Please set down the entries below once more, exactly.

*** Opening of Supplied records ***

//! Subscription table mapping channel names to handlers.
//!
//! One handler per channel. Registering a handler for a channel that already
//! has one replaces it; the replaced handler is returned so the caller can
//! log or inspect it.
//!
//! # Example
//!
//! ```
//! use std::sync::Arc;
//! use respwire_client::pubsub::{Flow, PubSubEvent, SubscriptionTable};
//!
//! let mut table = SubscriptionTable::new();
//! table.insert("chat", Arc::new(|_event: &PubSubEvent| Flow::Continue));
//!
//! assert!(table.contains("chat"));
//! assert!(table.remove("lobby").is_none());
//! ```

use std::collections::HashMap;
use std::sync::Arc;

use super::{Flow, PubSubEvent};

/// Callback invoked for every event routed to a channel.
///
/// Handlers run on the connection's read task and must not block.
pub trait ChannelHandler: Send + Sync + 'static {
    /// Handle one event. Returning [`Flow::Stop`] closes the connection.
    fn on_event(&self, event: &PubSubEvent) -> Flow;
}

impl<F> ChannelHandler for F
where
    F: Fn(&PubSubEvent) -> Flow + Send + Sync + 'static,
{
    fn on_event(&self, event: &PubSubEvent) -> Flow {
        self(event)
    }
}

/// Shared, type-erased handler.
pub type SharedHandler = Arc<dyn ChannelHandler>;

/// One channel's registration.
struct Entry {
    handler: SharedHandler,
    /// `UNSUBSCRIBE`s sent while this handler was registered.
    unsubscribes_sent: usize,
    /// Confirmations still owed to handlers this one replaced.
    stale_confirmations: usize,
}

/// Mapping from channel name to its handler.
///
/// A handler stays registered until the store confirms its unsubscribe.
/// Confirmations for an `UNSUBSCRIBE` sent before the channel was
/// re-subscribed belong to the replaced handler and leave the new one alone.
#[derive(Default)]
pub struct SubscriptionTable {
    handlers: HashMap<String, Entry>,
}

impl SubscriptionTable {
    /// Create an empty table.
    pub fn new() -> Self {
        Self::default()
    }

    /// Register `handler` for `channel`, returning the handler it replaced.
    pub fn insert(&mut self, channel: &str, handler: SharedHandler) -> Option<SharedHandler> {
        let stale_confirmations = self
            .handlers
            .get(channel)
            .map_or(0, |old| old.stale_confirmations + old.unsubscribes_sent);
        let entry = Entry {
            handler,
            unsubscribes_sent: 0,
            stale_confirmations,
        };
        self.handlers
            .insert(channel.to_string(), entry)
            .map(|old| old.handler)
    }

    /// Register the same handler for every channel.
    ///
    /// Returns how many existing registrations were replaced.
    pub fn insert_all<I, S>(&mut self, channels: I, handler: SharedHandler) -> usize
    where
        I: IntoIterator<Item = S>,
        S: AsRef<str>,
    {
        let mut replaced = 0;
        for channel in channels {
            if self.insert(channel.as_ref(), handler.clone()).is_some() {
                replaced += 1;
            }
        }
        replaced
    }

    /// Note that an `UNSUBSCRIBE` naming `channel` was sent.
    pub fn unsubscribe_sent(&mut self, channel: &str) {
        if let Some(entry) = self.handlers.get_mut(channel) {
            entry.unsubscribes_sent += 1;
        }
    }

    /// Note that a bare `UNSUBSCRIBE` was sent, covering every channel.
    pub fn unsubscribe_all_sent(&mut self) {
        for entry in self.handlers.values_mut() {
            entry.unsubscribes_sent += 1;
        }
    }

    /// Apply the store's unsubscribe confirmation for `channel`.
    ///
    /// Removes and returns the registered handler, unless the confirmation
    /// answers an `UNSUBSCRIBE` that predates the current registration, in
    /// which case nothing changes and `None` is returned.
    pub fn confirm_unsubscribe(&mut self, channel: &str) -> Option<SharedHandler> {
        let entry = self.handlers.get_mut(channel)?;
        if entry.stale_confirmations > 0 {
            entry.stale_confirmations -= 1;
            return None;
        }
        self.remove(channel)
    }

    /// Remove the handler for `channel`. A missing channel is a no-op.
    pub fn remove(&mut self, channel: &str) -> Option<SharedHandler> {
        self.handlers.remove(channel).map(|entry| entry.handler)
    }

    /// Look up the handler for `channel`.
    pub fn get(&self, channel: &str) -> Option<SharedHandler> {
        self.handlers.get(channel).map(|entry| entry.handler.clone())
    }

    /// Check whether `channel` has a handler.
    pub fn contains(&self, channel: &str) -> bool {
        self.handlers.contains_key(channel)
    }

    /// Registered channel names, in no particular order.
    pub fn channels(&self) -> impl Iterator<Item = &str> {
        self.handlers.keys().map(String::as_str)
    }

    /// Number of registered channels.
    pub fn len(&self) -> usize {
        self.handlers.len()
    }

    /// Check if no channel is registered.
    pub fn is_empty(&self) -> bool {
        self.handlers.is_empty()
    }

    /// Remove every registration.
    pub fn clear(&mut self) {
        self.handlers.clear();
    }
}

*** Close of Supplied records ***

- _Answer to the exercise_
//! Subscription table mapping channel names to handlers.
//!
//! One handler per channel. Registering a handler for a channel that already
//! has one replaces it; the replaced handler is returned so the caller can
//! log or inspect it.
//!
//! # Example
//!
//! ```
//! use std::sync::Arc;
//! use respwire_client::pubsub::{Flow, PubSubEvent, SubscriptionTable};
//!
//! let mut table = SubscriptionTable::new();
//! table.insert("chat", Arc::new(|_event: &PubSubEvent| Flow::Continue));
//!
//! assert!(table.contains("chat"));
//! assert!(table.remove("lobby").is_none());
//! ```

use std::collections::HashMap;
use std::sync::Arc;

use super::{Flow, PubSubEvent};

/// Callback invoked for every event routed to a channel.
///
/// Handlers run on the connection's read task and must not block.
pub trait ChannelHandler: Send + Sync + 'static {
    /// Handle one event. Returning [`Flow::Stop`] closes the connection.
    fn on_event(&self, event: &PubSubEvent) -> Flow;
}

impl<F> ChannelHandler for F
where
    F: Fn(&PubSubEvent) -> Flow + Send + Sync + 'static,
{
    fn on_event(&self, event: &PubSubEvent) -> Flow {
        self(event)
    }
}

/// Shared, type-erased handler.
pub type SharedHandler = Arc<dyn ChannelHandler>;

/// One channel's registration.
struct Entry {
    handler: SharedHandler,
    /// `UNSUBSCRIBE`s sent while this handler was registered.
    unsubscribes_sent: usize,
    /// Confirmations still owed to handlers this one replaced.
    stale_confirmations: usize,
}

/// Mapping from channel name to its handler.
///
/// A handler stays registered until the store confirms its unsubscribe.
/// Confirmations for an `UNSUBSCRIBE` sent before the channel was
/// re-subscribed belong to the replaced handler and leave the new one alone.
#[derive(Default)]
pub struct SubscriptionTable {
    handlers: HashMap<String, Entry>,
}

impl SubscriptionTable {
    /// Create an empty table.
    pub fn new() -> Self {
        Self::default()
    }

    /// Register `handler` for `channel`, returning the handler it replaced.
    pub fn insert(&mut self, channel: &str, handler: SharedHandler) -> Option<SharedHandler> {
        let stale_confirmations = self
            .handlers
            .get(channel)
            .map_or(0, |old| old.stale_confirmations + old.unsubscribes_sent);
        let entry = Entry {
            handler,
            unsubscribes_sent: 0,
            stale_confirmations,
        };
        self.handlers
            .insert(channel.to_string(), entry)
            .map(|old| old.handler)
    }

    /// Register the same handler for every channel.
    ///
    /// Returns how many existing registrations were replaced.
    pub fn insert_all<I, S>(&mut self, channels: I, handler: SharedHandler) -> usize
    where
        I: IntoIterator<Item = S>,
        S: AsRef<str>,
    {
        let mut replaced = 0;
        for channel in channels {
            if self.insert(channel.as_ref(), handler.clone()).is_some() {
                replaced += 1;
            }
        }
        replaced
    }

    /// Note that an `UNSUBSCRIBE` naming `channel` was sent.
    pub fn unsubscribe_sent(&mut self, channel: &str) {
        if let Some(entry) = self.handlers.get_mut(channel) {
            entry.unsubscribes_sent += 1;
        }
    }

    /// Note that a bare `UNSUBSCRIBE` was sent, covering every channel.
    pub fn unsubscribe_all_sent(&mut self) {
        for entry in self.handlers.values_mut() {
            entry.unsubscribes_sent += 1;
        }
    }

    /// Apply the store's unsubscribe confirmation for `channel`.
    ///
    /// Removes and returns the registered handler, unless the confirmation
    /// answers an `UNSUBSCRIBE` that predates the current registration, in
    /// which case nothing changes and `None` is returned.
    pub fn confirm_unsubscribe(&mut self, channel: &str) -> Option<SharedHandler> {
        let entry = self.handlers.get_mut(channel)?;
        if entry.stale_confirmations > 0 {
            entry.stale_confirmations -= 1;
            return None;
        }
        self.remove(channel)
    }

    /// Remove the handler for `channel`. A missing channel is a no-op.
    pub fn remove(&mut self, channel: &str) -> Option<SharedHandler> {
        self.handlers.remove(channel).map(|entry| entry.handler)
    }

    /// Look up the handler for `channel`.
    pub fn get(&self, channel: &str) -> Option<SharedHandler> {
        self.handlers.get(channel).map(|entry| entry.handler.clone())
    }

    /// Check whether `channel` has a handler.
    pub fn contains(&self, channel: &str) -> bool {
        self.handlers.contains_key(channel)
    }

    /// Registered channel names, in no particular order.
    pub fn channels(&self) -> impl Iterator<Item = &str> {
        self.handlers.keys().map(String::as_str)
    }

    /// Number of registered channels.
    pub fn len(&self) -> usize {
        self.handlers.len()
    }

    /// Check if no channel is registered.
    pub fn is_empty(&self) -> bool {
        self.handlers.is_empty()
    }

    /// Remove every registration.
    pub fn clear(&mut self) {
        self.handlers.clear();
    }
}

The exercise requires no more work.